Se chupaban los egos babeando palabras.
Y mientras el lamía su supuesta vagina. Ella chupaba su supuesto pene en el intento de hacerse un orgasmo mental.
Y a pesar de ser hologramas sin sentidos, fluctuaban.
Su estupidez era tan tremendamente sorprendente como sus palabras.
Ella desde arriba miraba con curiosidad…serán gilipollas…y seguían y seguían …Lametazo va, lametazo viene…tenían las carnes vivas y no habían podido ni rozar la sensación esa que contaban los demás…
Uno en vez de eyacular, supuraba y la otra berreaba ante la terrible sensación de saberse poseedora de una uva pasa en vez de un rosado y fresco clítoris.
Aquellas palabras resonaban de nuevo en su cabeza “Habría que matar a todos los subnormales para que los hijos de puta no tuvieran soldados”
Eran mediocres de dos cifras que sumaron dos más dos igual a cuatro y no se dieron cuenta, pobrecitos ellos, que se habían quedado en una jodida cifra.
Buscaban el santo grial.
Y ya no tenían ni puta idea donde buscar.
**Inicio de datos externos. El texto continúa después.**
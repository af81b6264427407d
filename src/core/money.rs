//! Numeric helpers shared by the rollups and the verifier.
//!
//! Money and ratios are rounded when they are aggregated, not when they are shown.

/// Rounds to two decimal places, half away from zero.
#[must_use]
pub fn round2(value: f64) -> f64 {
    round_to(value, 2)
}

/// Rounds to one decimal place, half away from zero.
#[must_use]
pub fn round1(value: f64) -> f64 {
    round_to(value, 1)
}

/// Rounds to `places` decimal places, half away from zero.
#[must_use]
pub fn round_to(value: f64, places: u32) -> f64 {
    let factor = 10f64.powi(places.try_into().unwrap_or(i32::MAX));
    (value * factor).round() / factor
}

/// `numerator / denominator` rounded to two decimals; a zero denominator yields 0.
#[must_use]
pub fn safe_avg(numerator: f64, denominator: u64) -> f64 {
    if denominator == 0 {
        return 0.0;
    }
    // Row counts stay far below 2^52.
    #[allow(clippy::cast_precision_loss)]
    let denominator = denominator as f64;
    round2(numerator / denominator)
}

/// Whether `value` carries no more than `places` decimal digits.
///
/// Binary floating point cannot hold most decimal fractions exactly, so the scaled
/// value only has to sit within a millionth of an integer.
#[must_use]
pub fn has_at_most_decimals(value: f64, places: u32) -> bool {
    if !value.is_finite() {
        return false;
    }
    let factor = 10f64.powi(places.try_into().unwrap_or(i32::MAX));
    let scaled = value * factor;
    (scaled - scaled.round()).abs() <= 1e-6 * scaled.abs().max(1.0)
}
Él intenta sentir el peso de sus huevos y ella el dolor de sus ovarios.
En el siguiente maxi encuentro de superdotados por los cojones, serían los ponentes.
A veces cuando les veía asomar de nuevo el cuezo, le daban ganas de darles una colleja, y escuchar, mientras daba las palmas en plan rumbita, cómo sus dientes se destrozaban contra la roca más dura, brillante y pura que siempre existió.
EL DIAMANTE.
Aunque a ella le gustaba ser llamada. Comandante Kusanagi.